What the exercise asks ▸
Tally every line of the material that includes "order", then give the tally and nothing else.

Input data ▸
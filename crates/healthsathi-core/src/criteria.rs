//! Criteria sets for each catalog item type.
//!
//! These structs are the explicit, serializable view state of the
//! directory, education, and records screens. Each field is one filter
//! dimension; the match policy for each field is fixed here:
//!
//! | Record | Field | Policy |
//! |--------|-------|--------|
//! | doctor | `specialty` | specialty id is a substring of the doctor's specialty label |
//! | doctor | `language` | any spoken language contains the value |
//! | doctor | `price` | fee falls inside the [`PriceBracket`] |
//! | doctor | `search` | name or specialty |
//! | article | `category`, `difficulty` | exact |
//! | article | `language` | case-insensitive equality |
//! | article | `search` | title or summary |
//! | video | `category` | exact |
//! | video | `language` | case-insensitive equality |
//! | video | `search` | title |
//! | record | `kind` | exact |
//! | record | `search` | title, doctor, or summary |
//!
//! The view-state names used by the screens (`priceRange`, `searchTerm`,
//! `selectedLanguage`, ...) are accepted as aliases. Any other key is an
//! error, so a misspelt dimension never turns into an inactive filter.

use serde::{Deserialize, Serialize};

use crate::filter::{contains_ci, eq_ci, search_matches, Criteria, Filter, Selection};
use crate::models::{
    vocabulary, Article, Difficulty, Doctor, HealthRecord, RecordType, Specialty, Topic, Video,
};

/// Upper bound (inclusive) of the low price bracket, in rupees.
pub const LOW_FEE_MAX: f64 = 200.0;
/// Upper bound (inclusive) of the medium price bracket, in rupees.
pub const MEDIUM_FEE_MAX: f64 = 300.0;

vocabulary! {
    /// Consultation fee bracket with fixed bounds.
    ///
    /// - `low`: fee <= 200
    /// - `medium`: 200 < fee <= 300
    /// - `high`: fee > 300
    PriceBracket, "price bracket" {
        Low => ("low", "Under ₹200"),
        Medium => ("medium", "₹200 - ₹300"),
        High => ("high", "Above ₹300"),
    }
}

impl PriceBracket {
    /// True when `fee` is a usable amount inside this bracket.
    pub fn contains(self, fee: Option<f64>) -> bool {
        debug_assert!(LOW_FEE_MAX < MEDIUM_FEE_MAX);
        let Some(fee) = fee.filter(|f| f.is_finite()) else {
            return false;
        };
        match self {
            PriceBracket::Low => fee <= LOW_FEE_MAX,
            PriceBracket::Medium => fee > LOW_FEE_MAX && fee <= MEDIUM_FEE_MAX,
            PriceBracket::High => fee > MEDIUM_FEE_MAX,
        }
    }
}

/// Doctor directory criteria.
#[derive(Debug, Clone, PartialEq, Default, Serialize, Deserialize)]
#[serde(default, deny_unknown_fields)]
pub struct DoctorCriteria {
    #[serde(alias = "selectedSpecialty")]
    pub specialty: Selection<Specialty>,
    #[serde(alias = "selectedLanguage")]
    pub language: Selection<String>,
    #[serde(alias = "price_range", alias = "priceRange")]
    pub price: Selection<PriceBracket>,
    #[serde(alias = "searchTerm")]
    pub search: String,
}

impl Criteria<Doctor> for DoctorCriteria {
    fn to_filter(&self) -> Filter<'_, Doctor> {
        Filter::new()
            .select(&self.specialty, |d: &Doctor, s: &Specialty| {
                contains_ci(&d.specialty, s.id())
            })
            .select(&self.language, |d: &Doctor, lang: &String| {
                d.languages.iter().any(|l| contains_ci(l, lang))
            })
            .select(&self.price, |d: &Doctor, b: &PriceBracket| {
                b.contains(d.consultation_fee)
            })
            .when(!self.search.is_empty(), move |d: &Doctor| {
                search_matches(&self.search, &[d.name.as_str(), d.specialty.as_str()])
            })
    }
}

/// Health education article criteria.
#[derive(Debug, Clone, PartialEq, Eq, Default, Serialize, Deserialize)]
#[serde(default, deny_unknown_fields)]
pub struct ArticleCriteria {
    #[serde(alias = "selectedCategory")]
    pub category: Selection<Topic>,
    #[serde(alias = "selectedLanguage")]
    pub language: Selection<String>,
    pub difficulty: Selection<Difficulty>,
    #[serde(alias = "searchTerm")]
    pub search: String,
}

impl Criteria<Article> for ArticleCriteria {
    fn to_filter(&self) -> Filter<'_, Article> {
        Filter::new()
            .select(&self.category, |a: &Article, t: &Topic| a.category == *t)
            .select(&self.language, |a: &Article, lang: &String| {
                eq_ci(&a.language, lang)
            })
            .select(&self.difficulty, |a: &Article, d: &Difficulty| {
                a.difficulty == *d
            })
            .when(!self.search.is_empty(), move |a: &Article| {
                search_matches(&self.search, &[a.title.as_str(), a.summary.as_str()])
            })
    }
}

/// Health education video criteria.
#[derive(Debug, Clone, PartialEq, Eq, Default, Serialize, Deserialize)]
#[serde(default, deny_unknown_fields)]
pub struct VideoCriteria {
    #[serde(alias = "selectedCategory")]
    pub category: Selection<Topic>,
    #[serde(alias = "selectedLanguage")]
    pub language: Selection<String>,
    #[serde(alias = "searchTerm")]
    pub search: String,
}

impl Criteria<Video> for VideoCriteria {
    fn to_filter(&self) -> Filter<'_, Video> {
        Filter::new()
            .select(&self.category, |v: &Video, t: &Topic| v.category == *t)
            .select(&self.language, |v: &Video, lang: &String| {
                eq_ci(&v.language, lang)
            })
            .when(!self.search.is_empty(), move |v: &Video| {
                search_matches(&self.search, &[v.title.as_str()])
            })
    }
}

/// Health record criteria.
#[derive(Debug, Clone, PartialEq, Eq, Default, Serialize, Deserialize)]
#[serde(default, deny_unknown_fields)]
pub struct RecordCriteria {
    #[serde(rename = "type", alias = "filterType")]
    pub kind: Selection<RecordType>,
    #[serde(alias = "searchTerm")]
    pub search: String,
}

impl Criteria<HealthRecord> for RecordCriteria {
    fn to_filter(&self) -> Filter<'_, HealthRecord> {
        Filter::new()
            .select(&self.kind, |r: &HealthRecord, k: &RecordType| r.kind == *k)
            .when(!self.search.is_empty(), move |r: &HealthRecord| {
                search_matches(
                    &self.search,
                    &[r.title.as_str(), r.doctor.as_str(), r.summary.as_str()],
                )
            })
    }
}
//! Catalog overview (`sathi catalog`).
//!
//! Prints where the catalog came from and how many entries each collection
//! holds. Loading already validated the data, so reaching this output means
//! the catalog is usable.

use anyhow::Result;
use healthsathi_core::Catalog;
use serde_json::{json, Map, Value};

use crate::config::Config;
use crate::search::print_json;

pub fn run_stats(config: &Config, catalog: &Catalog, json: bool) -> Result<()> {
    let source = match &config.catalog.path {
        Some(path) => path.display().to_string(),
        None => "built-in sample".to_string(),
    };

    if json {
        let counts: Map<String, Value> = catalog
            .counts()
            .iter()
            .map(|(collection, count)| (collection.to_string(), Value::from(*count)))
            .collect();
        return print_json(&json!({ "source": source, "counts": counts }));
    }

    println!("HealthSathi catalog");
    println!("===================");
    println!();
    println!("  Source:      {}", source);
    println!();
    for (collection, count) in catalog.counts() {
        println!("  {:<12} {}", format!("{}:", capitalize(collection)), count);
    }
    Ok(())
}

fn capitalize(s: &str) -> String {
    let mut chars = s.chars();
    match chars.next() {
        Some(first) => first.to_uppercase().chain(chars).collect(),
        None => String::new(),
    }
}
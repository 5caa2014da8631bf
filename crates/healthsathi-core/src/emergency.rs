//! Emergency helplines and nearby hospitals.

use serde::{Deserialize, Serialize};

use crate::filter::contains_ci;

#[derive(Debug, Clone, Copy, PartialEq, Eq, Serialize, Deserialize)]
#[serde(rename_all = "lowercase")]
pub enum ContactKind {
    National,
    Medical,
    Local,
}

#[derive(Debug, Clone, Copy, PartialEq, Eq, Serialize, Deserialize)]
#[serde(rename_all = "lowercase")]
pub enum HospitalKind {
    Government,
    Private,
}

#[derive(Debug, Clone, PartialEq, Eq, Serialize, Deserialize)]
pub struct EmergencyContact {
    pub id: String,
    pub name: String,
    pub number: String,
    #[serde(default)]
    pub description: String,
    #[serde(rename = "type")]
    pub kind: ContactKind,
}

impl EmergencyContact {
    pub fn dial_uri(&self) -> String {
        dial_uri(&self.number)
    }
}

#[derive(Debug, Clone, PartialEq, Serialize, Deserialize)]
pub struct Hospital {
    pub id: String,
    pub name: String,
    #[serde(default)]
    pub address: String,
    pub distance_km: f64,
    #[serde(default)]
    pub contact: String,
    #[serde(rename = "type")]
    pub kind: HospitalKind,
    #[serde(default)]
    pub facilities: Vec<String>,
}

/// `tel:` URI for a phone number, keeping only digits and a leading `+`.
pub fn dial_uri(number: &str) -> String {
    let trimmed = number.trim();
    let mut uri = String::from("tel:");
    if trimmed.starts_with('+') {
        uri.push('+');
    }
    uri.extend(trimmed.chars().filter(|c| c.is_ascii_digit()));
    uri
}

/// Hospitals nearest first. Ties keep catalog order.
pub fn by_distance(hospitals: &[Hospital]) -> Vec<&Hospital> {
    let mut sorted: Vec<&Hospital> = hospitals.iter().collect();
    sorted.sort_by(|a, b| a.distance_km.total_cmp(&b.distance_km));
    sorted
}

/// Hospitals listing a facility containing `facility` (case-insensitive).
pub fn offering<'a>(hospitals: &'a [Hospital], facility: &str) -> Vec<&'a Hospital> {
    hospitals
        .iter()
        .filter(|h| h.facilities.iter().any(|f| contains_ci(f, facility)))
        .collect()
}
//! Emergency helplines and nearby hospitals (`sathi emergency`, `GET /emergency`).

use anyhow::Result;
use healthsathi_core::emergency::{by_distance, offering, EmergencyContact, Hospital};
use healthsathi_core::Catalog;
use serde::Serialize;

use crate::search::print_json;

#[derive(Debug, Serialize)]
pub struct ContactEntry<'a> {
    #[serde(flatten)]
    pub contact: &'a EmergencyContact,
    /// `tel:` link for the number.
    pub dial: String,
}

#[derive(Debug, Serialize)]
pub struct EmergencyInfo<'a> {
    pub contacts: Vec<ContactEntry<'a>>,
    /// Nearest first.
    pub hospitals: Vec<&'a Hospital>,
}

/// Helplines in catalog order plus hospitals nearest first, optionally
/// limited to those listing `facility`.
pub fn emergency_info<'a>(catalog: &'a Catalog, facility: Option<&str>) -> EmergencyInfo<'a> {
    let contacts = catalog
        .contacts
        .iter()
        .map(|c| ContactEntry {
            contact: c,
            dial: c.dial_uri(),
        })
        .collect();

    let nearest = by_distance(&catalog.hospitals);
    let hospitals = match facility.map(str::trim).filter(|f| !f.is_empty()) {
        None => nearest,
        Some(facility) => {
            let wanted = offering(&catalog.hospitals, facility);
            nearest
                .into_iter()
                .filter(|h| wanted.iter().any(|w| w.id == h.id))
                .collect()
        }
    };

    EmergencyInfo {
        contacts,
        hospitals,
    }
}

pub fn run_emergency(catalog: &Catalog, facility: Option<&str>, json: bool) -> Result<()> {
    let info = emergency_info(catalog, facility);

    if json {
        return print_json(&info);
    }

    println!("Emergency numbers");
    for entry in &info.contacts {
        println!(
            "  {:<6} {} ({})",
            entry.contact.number, entry.contact.name, entry.contact.description
        );
    }
    println!();
    println!("Nearby hospitals");
    if info.hospitals.is_empty() {
        println!("  No results.");
    }
    for h in &info.hospitals {
        println!("  {:.1} km  {} ({:?})", h.distance_km, h.name, h.kind);
        println!("           {} | {}", h.address, h.contact);
        println!("           {}", h.facilities.join(", "));
    }
    Ok(())
}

Solution ▸
2